**Problem to work on**
Every line in the records below that holds the word "RawRow" is to be copied.

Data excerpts
• • • • •
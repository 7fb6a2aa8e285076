mod category_resolver;
mod cli;
mod db;
mod dedup;
mod error;
mod fmt;
mod importer;
mod logging;
mod models;
mod parser;
mod settings;
mod store;
#[cfg(test)]
mod testing;
mod validator;

use clap::Parser;

use cli::{Cli, Commands};

fn main() {
    logging::init_tracing();
    let cli = Cli::parse();

    let result = match cli.command {
        Commands::Init { data_dir, user } => cli::init::run(data_dir, user),
        Commands::Import { file, user, json } => cli::import::run(&file, user, json),
        Commands::Categories { user } => cli::categories::list(user),
        Commands::Transactions { user, limit } => cli::transactions::list(user, limit),
        Commands::Status => cli::status::run(),
    };

    if let Err(e) = result {
        eprintln!("Error: {e}");
        std::process::exit(1);
    }
}
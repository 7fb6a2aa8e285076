use csv::{ReaderBuilder, StringRecord, Trim};

use crate::error::{MonetaError, Result};
use crate::models::RawRow;

const UTF8_BOM: &[u8] = b"\xEF\xBB\xBF";

#[derive(Clone, Copy)]
enum QuoteState {
    FieldStart,
    Unquoted,
    Quoted { opened_at: u64 },
    QuoteInQuoted { opened_at: u64 },
}

/// Walks the text once with RFC 4180 quoting rules. The csv reader is
/// forgiving about stray and unterminated quotes, which would silently
/// merge rows, so malformed quoting is rejected here first.
fn check_quoting(text: &str) -> Result<()> {
    let mut line: u64 = 1;
    let mut state = QuoteState::FieldStart;

    for c in text.chars() {
        state = match (state, c) {
            (QuoteState::Unquoted, '"') => {
                return Err(MonetaError::Parse(format!(
                    "Invalid opening quote inside an unquoted field on line {line}"
                )));
            }
            (QuoteState::FieldStart, '"') => QuoteState::Quoted { opened_at: line },
            (QuoteState::FieldStart | QuoteState::Unquoted, ',' | '\r' | '\n') => QuoteState::FieldStart,
            (QuoteState::FieldStart | QuoteState::Unquoted, _) => QuoteState::Unquoted,
            (QuoteState::Quoted { opened_at }, '"') => QuoteState::QuoteInQuoted { opened_at },
            (QuoteState::Quoted { opened_at }, _) => QuoteState::Quoted { opened_at },
            (QuoteState::QuoteInQuoted { opened_at }, '"') => QuoteState::Quoted { opened_at },
            (QuoteState::QuoteInQuoted { .. }, ',' | '\r' | '\n') => QuoteState::FieldStart,
            (QuoteState::QuoteInQuoted { .. }, _) => {
                return Err(MonetaError::Parse(format!(
                    "Invalid closing quote: unexpected character '{c}' after a quoted field on line {line}"
                )));
            }
        };
        if c == '\n' {
            line += 1;
        }
    }

    if let QuoteState::Quoted { opened_at } = state {
        return Err(MonetaError::Parse(format!(
            "Quoted field starting on line {opened_at} is not terminated"
        )));
    }
    Ok(())
}

struct Columns {
    date: Option<usize>,
    amount: Option<usize>,
    description: Option<usize>,
    category_name: Option<usize>,
    txn_type: Option<usize>,
    notes: Option<usize>,
}

impl Columns {
    fn from_header(header: &StringRecord) -> Self {
        let find = |name: &str| header.iter().position(|h| h == name);
        Self {
            date: find("date"),
            amount: find("amount"),
            description: find("description"),
            category_name: find("categoryName"),
            txn_type: find("type"),
            notes: find("notes"),
        }
    }

    fn get<'r>(record: &'r StringRecord, idx: Option<usize>) -> &'r str {
        idx.and_then(|i| record.get(i)).unwrap_or("")
    }

    fn optional(record: &StringRecord, idx: Option<usize>) -> Option<String> {
        let value = Self::get(record, idx);
        (!value.is_empty()).then(|| value.to_string())
    }

    fn to_row(&self, record: &StringRecord) -> RawRow {
        RawRow {
            date: Self::get(record, self.date).to_string(),
            amount: Self::get(record, self.amount).to_string(),
            description: Self::get(record, self.description).to_string(),
            category_name: Self::get(record, self.category_name).to_string(),
            txn_type: Self::optional(record, self.txn_type),
            notes: Self::optional(record, self.notes),
        }
    }
}

fn is_blank(row: &RawRow) -> bool {
    row.date.is_empty()
        && row.amount.is_empty()
        && row.description.is_empty()
        && row.category_name.is_empty()
        && row.txn_type.is_none()
        && row.notes.is_none()
}

/// Parse an import file into rows keyed by header name.
///
/// Blank rows are dropped entirely, so downstream row numbers only count
/// rows that carry data. Any syntax problem fails the whole file.
pub fn parse_rows(bytes: &[u8]) -> Result<Vec<RawRow>> {
    let bytes = bytes.strip_prefix(UTF8_BOM).unwrap_or(bytes);
    let text = std::str::from_utf8(bytes)
        .map_err(|e| MonetaError::Parse(format!("File is not valid UTF-8 text: {e}")))?;
    check_quoting(text)?;

    let mut rdr = ReaderBuilder::new()
        .has_headers(true)
        .flexible(true)
        .trim(Trim::All)
        .from_reader(text.as_bytes());

    let header = rdr
        .headers()
        .map_err(|e| MonetaError::Parse(e.to_string()))?
        .clone();
    let columns = Columns::from_header(&header);

    let mut rows = Vec::new();
    for result in rdr.records() {
        let record = result.map_err(|e| MonetaError::Parse(e.to_string()))?;
        let row = columns.to_row(&record);
        if is_blank(&row) {
            continue;
        }
        if record.len() != header.len() {
            let line = record.position().map_or(0, |p| p.line());
            return Err(MonetaError::Parse(format!(
                "Line {line} has {} fields but the header has {}",
                record.len(),
                header.len()
            )));
        }
        rows.push(row);
    }
    Ok(rows)
}
use std::path::PathBuf;

use serde::{Deserialize, Serialize};

use crate::error::{MonetaError, Result};

pub const DEFAULT_MAX_UPLOAD_BYTES: u64 = 5 * 1024 * 1024;

#[derive(Debug, Clone, Serialize, Deserialize)]
pub struct Settings {
    pub data_dir: String,
    #[serde(default = "default_user_id")]
    pub user_id: String,
    #[serde(default = "default_max_upload_bytes")]
    pub max_upload_bytes: u64,
}

fn default_user_id() -> String {
    "local".to_string()
}

fn default_max_upload_bytes() -> u64 {
    DEFAULT_MAX_UPLOAD_BYTES
}

impl Default for Settings {
    fn default() -> Self {
        Self {
            data_dir: default_data_dir().to_string_lossy().to_string(),
            user_id: default_user_id(),
            max_upload_bytes: default_max_upload_bytes(),
        }
    }
}

impl Settings {
    pub fn db_path(&self) -> PathBuf {
        PathBuf::from(&self.data_dir).join("moneta.db")
    }
}

fn config_dir() -> PathBuf {
    dirs::home_dir()
        .unwrap_or_else(|| PathBuf::from("."))
        .join(".config")
        .join("moneta")
}

fn settings_path() -> PathBuf {
    config_dir().join("settings.json")
}

fn default_data_dir() -> PathBuf {
    dirs::home_dir()
        .unwrap_or_else(|| PathBuf::from("."))
        .join("Documents")
        .join("moneta")
}

pub fn load_settings() -> Settings {
    let path = settings_path();
    if path.exists() {
        let content = std::fs::read_to_string(&path).unwrap_or_default();
        serde_json::from_str(&content).unwrap_or_default()
    } else {
        Settings::default()
    }
}

pub fn save_settings(settings: &Settings) -> Result<()> {
    let dir = config_dir();
    std::fs::create_dir_all(&dir)?;
    let json = serde_json::to_string_pretty(settings)
        .map_err(|e| MonetaError::Settings(e.to_string()))?;
    std::fs::write(settings_path(), format!("{json}\n"))?;
    Ok(())
}

pub fn shellexpand_path(path: &str) -> String {
    if path.starts_with('~') {
        if let Some(home) = dirs::home_dir() {
            return path.replacen('~', &home.to_string_lossy(), 1);
        }
    }
    std::fs::canonicalize(path)
        .unwrap_or_else(|_| PathBuf::from(path))
        .to_string_lossy()
        .to_string()
}

#[cfg(test)]
mod tests {
    use super::*;

    #[test]
    fn test_defaults() {
        let s = Settings::default();
        assert_eq!(s.user_id, "local");
        assert_eq!(s.max_upload_bytes, 5 * 1024 * 1024);
        assert!(!s.data_dir.is_empty());
        assert!(s.db_path().ends_with("moneta.db"));
    }

    #[test]
    fn test_load_merges_with_defaults() {
        let json = r#"{"data_dir": "/tmp/test"}"#;
        let s: Settings = serde_json::from_str(json).unwrap();
        assert_eq!(s.data_dir, "/tmp/test");
        assert_eq!(s.user_id, "local");
        assert_eq!(s.max_upload_bytes, DEFAULT_MAX_UPLOAD_BYTES);
    }

    #[test]
    fn test_json_roundtrip() {
        let settings = Settings {
            data_dir: "/tmp/books".to_string(),
            user_id: "alice".to_string(),
            max_upload_bytes: 1024,
        };
        let json = serde_json::to_string_pretty(&settings).unwrap();
        let loaded: Settings = serde_json::from_str(&json).unwrap();
        assert_eq!(loaded.user_id, "alice");
        assert_eq!(loaded.max_upload_bytes, 1024);
        assert_eq!(loaded.data_dir, "/tmp/books");
    }

    #[test]
    fn test_shellexpand_tilde() {
        if let Some(home) = dirs::home_dir() {
            let expanded = shellexpand_path("~/moneta");
            assert_eq!(expanded, format!("{}/moneta", home.to_string_lossy()));
        }
    }
}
• • • • •
**Solution below**
use crate::models::RawRow;
    fn to_row(&self, record: &StringRecord) -> RawRow {
        RawRow {
fn is_blank(row: &RawRow) -> bool {
pub fn parse_rows(bytes: &[u8]) -> Result<Vec<RawRow>> {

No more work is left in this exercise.